Once we decided to round up the latest high-speed SDXC cards, we also started looking for an equivalent card reader. In other words, it had to be fast. This was in late February, and the only device we found was Pretec's USB 3.0 multi-card reader. We were pretty disappointed when we realized that, even today, there are very few fast card readers available on the market. Are we the only ones who want to work with SD cards at speeds faster than 30 MB/s? Surely not.

It would also be nice to use card reader devices that directly connect to SATA. More and more motherboards support 6 Gb/s speeds. And even older 3 Gb/s ports wouldn't bottleneck fast memory cards.

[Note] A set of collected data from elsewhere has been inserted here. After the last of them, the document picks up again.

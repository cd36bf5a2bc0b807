use axum::{
    extract::State,
    response::{IntoResponse, Response},
};
use storage::dto::training::{TrainRequest, TrainResponse, TrainingStatusResponse};
use uuid::Uuid;
use validator::Validate;

use crate::error::WebError;
use crate::extract::{Json, Path};
use crate::jobs::TrainingJobs;

fn parse_task_id(task_id: &str) -> Result<Uuid, WebError> {
    Uuid::parse_str(task_id).map_err(|_| WebError::NotFound(format!("Task {} not found", task_id)))
}

#[utoipa::path(
    post,
    path = "/api/train",
    request_body = TrainRequest,
    responses(
        (status = 200, description = "Training job started", body = TrainResponse),
        (status = 400, description = "Invalid training configuration")
    ),
    tag = "training"
)]
pub async fn start_training(
    State(jobs): State<TrainingJobs>,
    Json(req): Json<TrainRequest>,
) -> Result<Response, WebError> {
    req.validate()?;

    let task_id = jobs.start(req).await;

    Ok(Json(TrainResponse {
        success: true,
        task_id,
        message: "Training started".to_string(),
    })
    .into_response())
}

#[utoipa::path(
    get,
    path = "/api/train/status/{task_id}",
    params(
        ("task_id" = String, Path, description = "Training task id")
    ),
    responses(
        (status = 200, description = "Latest progress", body = TrainingStatusResponse),
        (status = 404, description = "Unknown task")
    ),
    tag = "training"
)]
pub async fn training_status(
    State(jobs): State<TrainingJobs>,
    Path(task_id): Path<String>,
) -> Result<Response, WebError> {
    let id = parse_task_id(&task_id)?;
    let progress = jobs
        .status(id)
        .await
        .ok_or_else(|| WebError::NotFound(format!("Task {} not found", task_id)))?;

    Ok(Json(TrainingStatusResponse {
        success: true,
        progress,
    })
    .into_response())
}

#[utoipa::path(
    post,
    path = "/api/train/cancel/{task_id}",
    params(
        ("task_id" = String, Path, description = "Training task id")
    ),
    responses(
        (status = 200, description = "Task cancelled", body = TrainingStatusResponse),
        (status = 404, description = "Unknown task")
    ),
    tag = "training"
)]
pub async fn cancel_training(
    State(jobs): State<TrainingJobs>,
    Path(task_id): Path<String>,
) -> Result<Response, WebError> {
    let id = parse_task_id(&task_id)?;
    let progress = jobs
        .cancel(id)
        .await
        .ok_or_else(|| WebError::NotFound(format!("Task {} not found", task_id)))?;

    tracing::info!("Cancelled training task {}", task_id);

    Ok(Json(TrainingStatusResponse {
        success: true,
        progress,
    })
    .into_response())
}
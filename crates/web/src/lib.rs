pub mod config;
pub mod error;
pub mod extract;
pub mod features;
pub mod jobs;
pub mod scheduler;
pub mod state;

use axum::{
    Router,
    http::{HeaderValue, Method, header},
};
use tower_http::{
    cors::{Any, CorsLayer},
    trace::TraceLayer,
};
use utoipa::OpenApi;
use utoipa_swagger_ui::SwaggerUi;

use crate::state::AppState;

#[derive(OpenApi)]
#[openapi(
    paths(
        features::health::handlers::health,
        features::health::handlers::api_health,
        features::ranking::handlers::list_rankings,
        features::ranking::handlers::get_category,
        features::ranking::handlers::update_rankings,
        features::players::handlers::list_players,
        features::players::handlers::get_player,
        features::analysis::handlers::analyze_failure,
        features::analysis::handlers::analyze_failure_batch,
        features::analysis::handlers::analyzer_config,
        features::youtube::handlers::validate_url,
        features::youtube::handlers::video_info,
        features::youtube::handlers::analysis_info,
        features::youtube::handlers::analyze_video,
        features::youtube::handlers::analyze_player,
        features::youtube::handlers::list_history,
        features::youtube::handlers::get_history,
        features::youtube::handlers::delete_history,
        features::auto_train::handlers::health,
        features::auto_train::handlers::import_analysis,
        features::auto_train::handlers::import_player_analysis,
        features::auto_train::handlers::list_clips,
        features::auto_train::handlers::get_clip,
        features::auto_train::handlers::approve_clip,
        features::auto_train::handlers::approve_batch,
        features::auto_train::handlers::reject_clip,
        features::auto_train::handlers::update_label,
        features::auto_train::handlers::delete_clip,
        features::auto_train::handlers::delete_all_clips,
        features::auto_train::handlers::process_clip,
        features::auto_train::handlers::process_all,
        features::auto_train::handlers::export_clips,
        features::auto_train::handlers::statistics,
        features::auto_train::handlers::training_batch,
        features::training::handlers::start_training,
        features::training::handlers::training_status,
        features::training::handlers::cancel_training,
        features::profiles::handlers::list_profiles,
        features::profiles::handlers::search_profiles,
        features::profiles::handlers::get_profile,
        features::predict::handlers::health,
        features::predict::handlers::list_players,
        features::predict::handlers::predict_match,
        features::predict::handlers::match_preview,
        features::predict::handlers::player_stats,
        features::predict::handlers::head_to_head,
        features::predict::handlers::match_tactics,
    ),
    components(
        schemas(
            storage::dto::common::HealthResponse,
            storage::dto::common::MessageResponse,
            storage::dto::common::PaginationMeta,
            storage::dto::ranking::CategoryRanking,
            storage::dto::ranking::RankingPlayer,
            storage::dto::ranking::WorldPlayer,
            storage::dto::ranking::WorldRank,
            storage::dto::analysis::VideoInfo,
            storage::dto::analysis::AnalysisSummary,
            storage::dto::analysis::AnalysisLimits,
            storage::dto::analysis::FailureBatchItem,
            storage::dto::auto_train::ClipOutcome,
            storage::dto::auto_train::ClipStatistics,
            storage::dto::auto_train::ExportCounts,
            storage::dto::auto_train::TrainingBatchItem,
            storage::dto::training::TrainingProgress,
            storage::dto::training::TrainingStatus,
            storage::dto::prediction::MatchPrediction,
            storage::dto::prediction::PlayerStats,
            storage::dto::prediction::HeadToHead,
            storage::dto::prediction::MatchTactics,
            storage::models::TrainingClip,
            storage::models::ClipStatus,
            storage::models::ActionLabel,
            storage::models::SourceType,
            storage::models::AnalysisRecord,
            storage::models::PlayerProfile,
            storage::models::MatchHistoryEntry,
            storage::models::RosterPlayer,
            storage::models::PlayStyle,
            storage::models::Gender,
        )
    ),
    tags(
        (name = "health", description = "Liveness checks"),
        (name = "rankings", description = "Cached WTT world rankings"),
        (name = "players", description = "World-ranking players across categories"),
        (name = "analysis", description = "Single point failure analysis"),
        (name = "youtube", description = "Full match analysis from YouTube"),
        (name = "auto-train", description = "Training clip review and export"),
        (name = "training", description = "Action classifier training jobs"),
        (name = "profiles", description = "Player profiles built from analyses"),
        (name = "predict", description = "Match prediction and tactics"),
    )
)]
pub struct ApiDoc;

fn cors_layer(allowed_origins: &[String]) -> CorsLayer {
    let layer = CorsLayer::new()
        .allow_methods([Method::GET, Method::POST, Method::PUT, Method::DELETE, Method::OPTIONS])
        .allow_headers([header::CONTENT_TYPE, header::AUTHORIZATION, header::ACCEPT]);

    if allowed_origins.is_empty() || allowed_origins.iter().any(|o| o == "*") {
        return layer.allow_origin(Any);
    }

    let origins: Vec<HeaderValue> = allowed_origins
        .iter()
        .filter_map(|origin| match origin.parse::<HeaderValue>() {
            Ok(value) => Some(value),
            Err(_) => {
                tracing::warn!("Ignoring invalid CORS origin: {}", origin);
                None
            }
        })
        .collect();

    layer.allow_origin(origins)
}

/// Every route plus Swagger UI, CORS and request tracing.
pub fn build_app(state: AppState, allowed_origins: &[String]) -> Router {
    let api = Router::new()
        .merge(features::ranking::routes())
        .nest("/players", features::players::routes())
        .nest("/analyze-failure", features::analysis::routes())
        .nest("/youtube", features::youtube::routes())
        .nest("/auto-train", features::auto_train::routes())
        .nest("/train", features::training::routes())
        .nest("/profiles", features::profiles::routes())
        .nest("/predict", features::predict::routes());

    Router::new()
        .merge(features::health::routes())
        .nest("/api", api)
        .merge(SwaggerUi::new("/swagger-ui").url("/api-docs/openapi.json", ApiDoc::openapi()))
        .layer(TraceLayer::new_for_http())
        .layer(cors_layer(allowed_origins))
        .with_state(state)
}
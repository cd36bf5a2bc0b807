use thiserror::Error;

pub type Result<T> = std::result::Result<T, IngestError>;

#[derive(Error, Debug)]
pub enum IngestError {
    #[error("HTTP request failed: {0}")]
    RequestError(#[from] reqwest::Error),

    #[error("Failed to parse JSON: {0}")]
    ParseError(#[from] serde_json::Error),

    #[error("Storage error: {0}")]
    StorageError(#[from] storage::error::StorageError),

    #[error("IO error: {0}")]
    IoError(#[from] std::io::Error),

    #[error("Media tool error: {0}")]
    MediaError(String),

    #[error("Upstream error: {0}")]
    UpstreamError(String),

    #[error("Training error: {0}")]
    TrainingError(String),

    #[error("Validation error: {0}")]
    ValidationError(String),
}
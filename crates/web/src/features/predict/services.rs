use std::cmp::Reverse;
use std::collections::HashSet;

use storage::{
    Database,
    models::{Gender, MatchRecord},
    repository::match_record::MatchRecordRepository,
    services::roster,
};

use crate::error::{WebError, WebResult};

/// Roster spelling of a name when the player is known.
pub fn canonical_name(name: &str) -> String {
    roster::find(name)
        .map(|p| p.name)
        .unwrap_or_else(|| name.trim().to_string())
}

pub fn parse_gender(gender: Option<&str>) -> WebResult<Option<Gender>> {
    match gender.map(str::trim).filter(|g| !g.is_empty()) {
        None => Ok(None),
        Some(g) => Gender::parse(g)
            .map(Some)
            .ok_or_else(|| WebError::BadRequest(format!("gender must be men or women, got {}", g))),
    }
}

/// Every match involving any of `names`, once each, newest first.
pub async fn load_matches(db: &Database, names: &[&str]) -> WebResult<Vec<MatchRecord>> {
    let repo = MatchRecordRepository::new(db.pool());
    let mut seen = HashSet::new();
    let mut matches = Vec::new();

    for name in names {
        for record in repo.for_player(&canonical_name(name)).await? {
            if seen.insert(record.match_id.clone()) {
                matches.push(record);
            }
        }
    }

    matches.sort_by_key(|m| Reverse(m.date));
    Ok(matches)
}

#[cfg(test)]
mod tests {
    use super::*;
    use chrono::NaiveDate;
    use storage::models::MatchSide;

    fn record(id: &str, date: (i32, u32, u32), p1: &str, p2: &str) -> MatchRecord {
        MatchRecord {
            match_id: id.to_string(),
            date: NaiveDate::from_ymd_opt(date.0, date.1, date.2),
            tournament: "WTT Champions".to_string(),
            round: "QF".to_string(),
            player1_name: p1.to_string(),
            player1_rank: Some(1),
            player2_name: p2.to_string(),
            player2_rank: Some(2),
            winner: MatchSide::Player1,
            score: "4-2".to_string(),
            sets: vec![],
            gender: "men".to_string(),
        }
    }

    #[test]
    fn test_canonical_name() {
        assert_eq!(canonical_name("  fan zhendong "), "Fan Zhendong");
        assert_eq!(canonical_name("Local Hero"), "Local Hero");
    }

    #[test]
    fn test_parse_gender() {
        assert_eq!(parse_gender(None).unwrap(), None);
        assert_eq!(parse_gender(Some("women")).unwrap(), Some(Gender::Women));
        assert!(parse_gender(Some("juniors")).is_err());
    }

    #[tokio::test]
    async fn test_load_matches_dedupes_shared_meetings() {
        let db = Database::in_memory().await.unwrap();
        db.run_migrations().await.unwrap();

        MatchRecordRepository::new(db.pool())
            .upsert_many(&[
                record("m1", (2024, 3, 1), "Fan Zhendong", "Ma Long"),
                record("m2", (2024, 5, 1), "Ma Long", "Hugo Calderano"),
                record("m3", (2024, 4, 1), "Fan Zhendong", "Felix Lebrun"),
            ])
            .await
            .unwrap();

        let matches = load_matches(&db, &["fan zhendong", "Ma Long"]).await.unwrap();
        let ids: Vec<&str> = matches.iter().map(|m| m.match_id.as_str()).collect();
        assert_eq!(ids, vec!["m2", "m3", "m1"]);
    }
}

The Pretec P240 is available through a few merchants worldwide, and it supports all of the usual standards, including microSD, MMC, MSCX, MS, M2, and CF. We used the h2benchw benchmark to look at the fastest possible throughput with today’s SD cards. Testing Kingston’s Ultimate XX card, we measured almost 80 MB/s. That's not too bad for an SD memory card.

However, this doesn’t actually give us a good read on the Pretec P240’s real-world speed limit. It only tells us that the combination of the latest Kingston card with this particular reading device can squeeze out a modest peak bandwidth. It remains to be seen what future cards and readers can do. The test also shows us that many SDHC cards are limited to to something around 24 MB/s on this reader device. Some of these performance numbers are actually higher than when we benchmarked cards for our last roundup. Therefore, we can conclude that a fast and modern card reader may very well accelerate throughput for existing SD card products.

The only exception is SanDisk’s Extreme Card (SDHC, 16 GB, Class 10). In the last review, we benchmarked this one using SanDisk’s own SD card reader, which helped this card reach almost 27 MB/s. On the Pretec P240, we measured 23 MB/s.